Kimzey Splint: Recommended for degloving injuries.
Healing Timeframes for Specific Wounds
Metatarsal Laceration: Healing rates documented as follows:
4 days post-injury
9 days post-injury
2 months post-injury
Specific Wound Types and Management
Thoracic Wounds: Different wound considerations as compared to limb injuries.
Impaling Injury Considerations: Need for special attention during treatment.
Wounds of Lips and Eyes: Critical care required
Full Thickness Eyelid Lacerations: Must be repaired surgically.
Eyelid Repair Guidelines
Rules for Eyelid Repair:
If missing <1/3rd of margin: Use direct apposition technique.
If missing >1/3rd of margin: Must utilize grafting techniques for functional closure.

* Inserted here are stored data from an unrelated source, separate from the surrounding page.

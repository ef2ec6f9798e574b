//! # Structured Logging Module
//!
//! Environment-aware structured logging for batch invocations. Output is JSON
//! on stdout so that the function's log stream stays machine readable.

use crate::constants::{defaults, env_vars, operations};
use crate::processing::errors::{AggregateProcessingError, RecordError};
use crate::processing::policy::ErrorHandlingPolicy;
use crate::processing::result::BatchSummary;
use chrono::Utc;
use std::sync::OnceLock;
use tracing_subscriber::{fmt, layer::SubscriberExt, util::SubscriberInitExt, EnvFilter, Layer};

static LOGGER_INITIALIZED: OnceLock<()> = OnceLock::new();

/// Initialize structured logging with environment-specific configuration.
///
/// `RUST_LOG` takes precedence over the environment's default level. Safe to
/// call more than once, and tolerates a subscriber installed by the host.
pub fn init_structured_logging() {
    LOGGER_INITIALIZED.get_or_init(|| {
        let environment = get_environment();
        let log_level = get_log_level(&environment);
        let filter = EnvFilter::try_from_default_env().unwrap_or_else(|_| EnvFilter::new(log_level));

        let subscriber = tracing_subscriber::registry().with(
            fmt::layer()
                .json()
                .with_target(true)
                .with_current_span(true)
                .with_ansi(false)
                .with_filter(filter),
        );

        if subscriber.try_init().is_err() {
            tracing::debug!("Global tracing subscriber already initialized - continuing with existing subscriber");
        }

        tracing::info!(
            environment = %environment,
            log_level = log_level,
            "🔧 STRUCTURED LOGGING: Initialized"
        );
    });
}

/// Get current environment from environment variables
fn get_environment() -> String {
    std::env::var(env_vars::ENVIRONMENT)
        .or_else(|_| std::env::var(env_vars::APP_ENVIRONMENT))
        .unwrap_or_else(|_| defaults::ENVIRONMENT.to_string())
}

/// Get log level based on environment
fn get_log_level(environment: &str) -> &'static str {
    match environment {
        "test" => "debug",
        "development" => "debug",
        "production" => "info",
        _ => "debug",
    }
}

/// Log structured data for batch-level operations
pub fn log_batch_operation(
    operation: &str,
    source: &str,
    batch_size: usize,
    policy: ErrorHandlingPolicy,
    status: &str,
    details: Option<&str>,
) {
    tracing::info!(
        operation = %operation,
        source = %source,
        batch_size = batch_size,
        policy = %policy,
        status = %status,
        details = details,
        timestamp = %Utc::now().to_rfc3339(),
        "📦 BATCH_OPERATION"
    );
}

pub fn log_batch_completed(source: &str, policy: ErrorHandlingPolicy, summary: &BatchSummary) {
    tracing::info!(
        operation = operations::BATCH_COMPLETED,
        source = %source,
        policy = %policy,
        total = summary.total,
        succeeded = summary.succeeded,
        handler_failed = summary.handler_failed,
        circuit_broken = summary.circuit_broken,
        unprocessed = summary.unprocessed,
        timestamp = %Utc::now().to_rfc3339(),
        "✅ BATCH_COMPLETED"
    );
}

pub fn log_batch_escalated(source: &str, aggregate: &AggregateProcessingError) {
    let cause = aggregate.circuit_breaker_cause().map(|e| format!("{e:#}"));
    log_error(
        source,
        operations::BATCH_ESCALATED,
        &aggregate.to_string(),
        cause.as_deref(),
    );
}

/// Log a handler failure for a single record
pub fn log_record_failure(error: &RecordError, position: usize) {
    let cause = error.handler_error().map(|e| format!("{e:#}"));
    tracing::warn!(
        operation = operations::RECORD_FAILED,
        record_id = %error.record_id(),
        position = position,
        kind = %error.kind(),
        cause = cause.as_deref(),
        timestamp = %Utc::now().to_rfc3339(),
        "⚠️ RECORD_FAILED"
    );
}

pub fn log_circuit_broken(record_id: &str, position: usize, remaining: Option<usize>) {
    tracing::warn!(
        operation = operations::CIRCUIT_BROKEN,
        record_id = %record_id,
        position = position,
        remaining = remaining,
        timestamp = %Utc::now().to_rfc3339(),
        "🛑 CIRCUIT_BROKEN: stopping batch at first failure"
    );
}

/// Observer failures are reported and otherwise ignored
pub fn log_observer_failure(component: &str, subject: &str, error: &str) {
    tracing::warn!(
        operation = operations::OBSERVER_FAILED,
        component = %component,
        subject = %subject,
        error = %error,
        timestamp = %Utc::now().to_rfc3339(),
        "👀 OBSERVER_FAILED"
    );
}

/// Log error with full context
pub fn log_error(component: &str, operation: &str, error: &str, context: Option<&str>) {
    tracing::error!(
        component = %component,
        operation = %operation,
        error = %error,
        context = context,
        timestamp = %Utc::now().to_rfc3339(),
        "❌ ERROR"
    );
}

Advisable to avoid removing skin flaps from eyelid lacerations in horses.
Preferred Technique: 2-layer primary repair recommended for optimal outcome.
Objectives of Eyelid Repair
Tissue Alignment: Critical to align margins of the eyelid accurately.
Protection During Suturing: Essential to guard the eye from any trauma while suturing.
Post-Repair Consideration: Ensure no suture material rubs against the eye once the repair is complete.
Post-Repair Assessment
Critique of Repair Quality: Evaluating the effectiveness of the surgical intervention post-repair.
Lip Laceration Management
Full Thickness Lip Lacerations Requirement: Must always be surgically repaired to ensure complete healing.
Upper Lip Lacerations: Particular attention needed for meticulous alignment of the muco-cutaneous junction to promote functionality and aesthetic results.